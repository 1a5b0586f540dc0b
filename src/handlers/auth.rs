use axum::{extract::State, http::StatusCode, Extension, Json};
use validator::Validate;

use crate::auth::{
    jwt::create_access_token,
    middleware::AuthUser,
    password::{hash_password, verify_password},
};
use crate::dto::{ApiResponse, AuthResponse, LoginRequest, RegisterRequest};
use crate::error::{AppError, AppResult};
use crate::models::user::{NewUser, UserProfile};
use crate::AppState;

pub async fn register(
    State(state): State<AppState>,
    Json(mut body): Json<RegisterRequest>,
) -> AppResult<(StatusCode, Json<ApiResponse<AuthResponse>>)> {
    body.normalize();
    body.validate()?;

    if state.users.find_by_email(&body.email).await?.is_some() {
        return Err(AppError::Conflict("Email already registered".into()));
    }

    let password_hash = hash_password(&body.password)?;
    let user = state
        .users
        .create(NewUser {
            name: body.name,
            email: body.email,
            phone: body.phone,
            password_hash,
        })
        .await?;

    let token = create_access_token(user.id, &user.email, &state.config)?;
    tracing::info!(user_id = %user.id, "User registered");

    Ok((
        StatusCode::CREATED,
        Json(ApiResponse::with_message(
            AuthResponse {
                token,
                user: user.into(),
            },
            "User registered",
        )),
    ))
}

pub async fn login(
    State(state): State<AppState>,
    Json(body): Json<LoginRequest>,
) -> AppResult<Json<ApiResponse<AuthResponse>>> {
    body.validate()?;

    let user = state
        .users
        .find_by_email(&body.email.trim().to_lowercase())
        .await?
        .ok_or(AppError::Unauthorized)?;

    if !verify_password(&body.password, &user.password_hash)? {
        tracing::warn!(user_id = %user.id, "Login with wrong password");
        return Err(AppError::Unauthorized);
    }

    let user = state
        .users
        .touch_last_active(user.id)
        .await?
        .ok_or(AppError::Unauthorized)?;

    let token = create_access_token(user.id, &user.email, &state.config)?;

    Ok(Json(ApiResponse::with_message(
        AuthResponse {
            token,
            user: user.into(),
        },
        "Login successful",
    )))
}

pub async fn profile(
    State(state): State<AppState>,
    Extension(auth_user): Extension<AuthUser>,
) -> AppResult<Json<ApiResponse<UserProfile>>> {
    let user = state
        .users
        .find(auth_user.id)
        .await?
        .ok_or(AppError::Unauthorized)?;

    Ok(Json(ApiResponse::ok(user.into())))
}
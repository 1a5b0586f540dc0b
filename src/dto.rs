//! # WaiCalm Request/Response DTOs
//!
//! API contract types shared by the handlers. Field names are camelCase on
//! the wire to match the mobile client.
//!
//! Conventions:
//! - `*Request` → deserialized from client JSON body
//! - `*Query`   → deserialized from query params
//! - Field-level validation is expressed via `validator` derive macros;
//!   cross-field and clock-dependent checks live in the helpers at the bottom

use chrono::{DateTime, Duration, NaiveDate, NaiveTime, Utc};
use serde::{Deserialize, Deserializer, Serialize};
use validator::{Validate, ValidationError};

use crate::models::activity::{ActivityFilter, ActivityType, DateRange};
use crate::models::user::{is_valid_kit_code, ProfileUpdate, UserProfile};

/// Clock skew tolerated on client-supplied `completedAt`.
const MAX_FUTURE_SKEW_SECS: i64 = 300;

const DEFAULT_PAGE_SIZE: i64 = 50;
const MAX_PAGE_SIZE: i64 = 100;

// ============================================================================
// Envelope
// ============================================================================

/// Every success response: `{ "success": true, "message"?, "data" }`
#[derive(Debug, Serialize)]
pub struct ApiResponse<T> {
    pub success: bool,
    #[serde(skip_serializing_if = "Option::is_none")]
    pub message: Option<String>,
    pub data: T,
}

impl<T: Serialize> ApiResponse<T> {
    pub fn ok(data: T) -> Self {
        Self {
            success: true,
            message: None,
            data,
        }
    }

    pub fn with_message(data: T, message: impl Into<String>) -> Self {
        Self {
            success: true,
            message: Some(message.into()),
            data,
        }
    }
}

// ============================================================================
// Auth
// ============================================================================

/// POST /api/auth/register
#[derive(Debug, Deserialize, Validate)]
pub struct RegisterRequest {
    #[validate(length(min = 2, max = 100, message = "Name must be 2-100 characters"))]
    pub name: String,

    #[validate(email(message = "Invalid email format"))]
    #[validate(length(max = 254, message = "Email too long"))]
    pub email: String,

    #[validate(custom = "validate_phone")]
    pub phone: String,

    #[validate(length(min = 6, max = 128, message = "Password must be 6-128 characters"))]
    pub password: String,
}

/// POST /api/auth/login
#[derive(Debug, Deserialize, Validate)]
pub struct LoginRequest {
    #[validate(length(min = 1, message = "Email and password are required"))]
    pub email: String,

    #[validate(length(min = 1, message = "Email and password are required"))]
    pub password: String,
}

/// Response for register and login
#[derive(Debug, Serialize)]
pub struct AuthResponse {
    pub token: String,
    pub user: UserProfile,
}

// ============================================================================
// User
// ============================================================================

/// PUT /api/user/profile: partial update, all fields optional
#[derive(Debug, Deserialize, Validate)]
#[serde(rename_all = "camelCase")]
pub struct UpdateProfileRequest {
    #[validate(length(min = 2, max = 100, message = "Name must be 2-100 characters"))]
    pub name: Option<String>,

    #[validate(custom = "validate_phone")]
    pub phone: Option<String>,

    /// Absent leaves the avatar alone; `null` clears it.
    #[serde(default, deserialize_with = "present_or_null")]
    pub avatar: Option<Option<String>>,

    #[validate(range(min = 1, max = 10, message = "Stress level must be between 1 and 10"))]
    pub stress_level: Option<i32>,
}

/// PUT /api/user/kit-code
#[derive(Debug, Deserialize, Validate)]
#[serde(rename_all = "camelCase")]
pub struct KitCodeRequest {
    #[validate(custom = "validate_kit_code")]
    pub kit_code: String,
}

// ============================================================================
// Activities
// ============================================================================

/// POST /api/activities
///
/// `activity_type` stays a string so an unknown type is a 400 with a clear
/// message instead of a JSON rejection.
#[derive(Debug, Deserialize, Validate)]
#[serde(rename_all = "camelCase")]
pub struct CreateActivityRequest {
    pub activity_type: String,

    #[validate(range(min = 0, max = 60, message = "Duration must be between 0 and 60 minutes"))]
    pub duration: Option<i32>,

    #[validate(length(max = 500, message = "Notes must be under 500 characters"))]
    pub notes: Option<String>,

    #[validate(range(min = 1, max = 5, message = "Mood must be between 1 and 5"))]
    pub mood: Option<i32>,

    /// Defaults to server-now.
    pub completed_at: Option<DateTime<Utc>>,
}

/// GET /api/activities
#[derive(Debug, Default, Deserialize)]
pub struct ActivityListQuery {
    #[serde(rename = "type")]
    pub activity_type: Option<String>,
    pub limit: Option<i64>,
    pub offset: Option<i64>,
}

#[derive(Debug, Serialize)]
pub struct ActivityListResponse<T> {
    pub activities: Vec<T>,
    pub total: i64,
    pub limit: i64,
    pub offset: i64,
}

// ============================================================================
// Stats
// ============================================================================

/// GET /api/stats
#[derive(Debug, Default, Deserialize)]
#[serde(rename_all = "camelCase")]
pub struct StatsQuery {
    pub start_date: Option<String>,
    pub end_date: Option<String>,
}

/// GET /api/stats/cortisol
#[derive(Debug, Default, Deserialize)]
pub struct CortisolQuery {
    pub period: Option<String>,
}

// ============================================================================
// Validation helpers
// ============================================================================

/// Tells an explicit `null` apart from a missing field (paired with `default`).
fn present_or_null<'de, D, T>(deserializer: D) -> Result<Option<Option<T>>, D::Error>
where
    D: Deserializer<'de>,
    T: Deserialize<'de>,
{
    Option::<T>::deserialize(deserializer).map(Some)
}

fn validate_phone(phone: &str) -> Result<(), ValidationError> {
    let allowed = |c: char| c.is_ascii_digit() || matches!(c, ' ' | '+' | '-' | '(' | ')');
    if phone.trim().len() < 8 || !phone.chars().all(allowed) {
        let mut err = ValidationError::new("phone");
        err.message = Some("Invalid phone number".into());
        return Err(err);
    }
    Ok(())
}

fn validate_kit_code(code: &str) -> Result<(), ValidationError> {
    if !is_valid_kit_code(code) {
        let mut err = ValidationError::new("kit_code");
        err.message = Some("Invalid kit code format".into());
        return Err(err);
    }
    Ok(())
}

impl RegisterRequest {
    /// Trim free text and lowercase the email before validation.
    pub fn normalize(&mut self) {
        self.name = self.name.trim().to_string();
        self.email = self.email.trim().to_lowercase();
        self.phone = self.phone.trim().to_string();
    }
}

impl UpdateProfileRequest {
    pub fn normalize(&mut self) {
        if let Some(name) = self.name.as_mut() {
            *name = name.trim().to_string();
        }
        if let Some(phone) = self.phone.as_mut() {
            *phone = phone.trim().to_string();
        }
    }

    pub fn into_update(self) -> ProfileUpdate {
        ProfileUpdate {
            name: self.name,
            phone: self.phone,
            avatar: self.avatar,
            stress_level: self.stress_level,
        }
    }
}

impl CreateActivityRequest {
    pub fn parse_type(&self) -> Result<ActivityType, String> {
        self.activity_type
            .parse()
            .map_err(|_| "Invalid activity type".to_string())
    }

    /// Reject timestamps from the future beyond tolerated clock skew.
    pub fn validate_completed_at(&self, now: DateTime<Utc>) -> Result<DateTime<Utc>, String> {
        let completed_at = self.completed_at.unwrap_or(now);
        if completed_at > now + Duration::seconds(MAX_FUTURE_SKEW_SECS) {
            return Err("completedAt cannot be in the future".into());
        }
        Ok(completed_at)
    }
}

impl ActivityListQuery {
    /// Unknown types are ignored rather than rejected.
    pub fn to_filter(&self) -> ActivityFilter {
        ActivityFilter {
            activity_type: self.activity_type.as_deref().and_then(|t| t.parse().ok()),
            limit: self.limit.unwrap_or(DEFAULT_PAGE_SIZE).clamp(1, MAX_PAGE_SIZE),
            offset: self.offset.unwrap_or(0).max(0),
        }
    }
}

impl StatsQuery {
    /// Both bounds inclusive. A bare `YYYY-MM-DD` end date covers that whole day.
    pub fn to_range(&self) -> Result<DateRange, String> {
        let start = self
            .start_date
            .as_deref()
            .map(|raw| parse_bound(raw, NaiveTime::MIN))
            .transpose()?;
        let end = self
            .end_date
            .as_deref()
            .map(|raw| parse_bound(raw, end_of_day()))
            .transpose()?;
        Ok(DateRange { start, end })
    }
}

fn end_of_day() -> NaiveTime {
    NaiveTime::from_hms_milli_opt(23, 59, 59, 999).unwrap_or(NaiveTime::MIN)
}

fn parse_bound(raw: &str, date_only_time: NaiveTime) -> Result<DateTime<Utc>, String> {
    if let Ok(ts) = DateTime::parse_from_rfc3339(raw) {
        return Ok(ts.with_timezone(&Utc));
    }
    NaiveDate::parse_from_str(raw, "%Y-%m-%d")
        .map(|d| d.and_time(date_only_time).and_utc())
        .map_err(|_| format!("Invalid date: {}", raw))
}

▸ **Task item**: Apply a filter for "AppResult" to the data above, then copy each line that matches.

▸ **Expected answer**:
use crate::error::{AppError, AppResult};
) -> AppResult<(StatusCode, Json<ApiResponse<AuthResponse>>)> {
) -> AppResult<Json<ApiResponse<AuthResponse>>> {
) -> AppResult<Json<ApiResponse<UserProfile>>> {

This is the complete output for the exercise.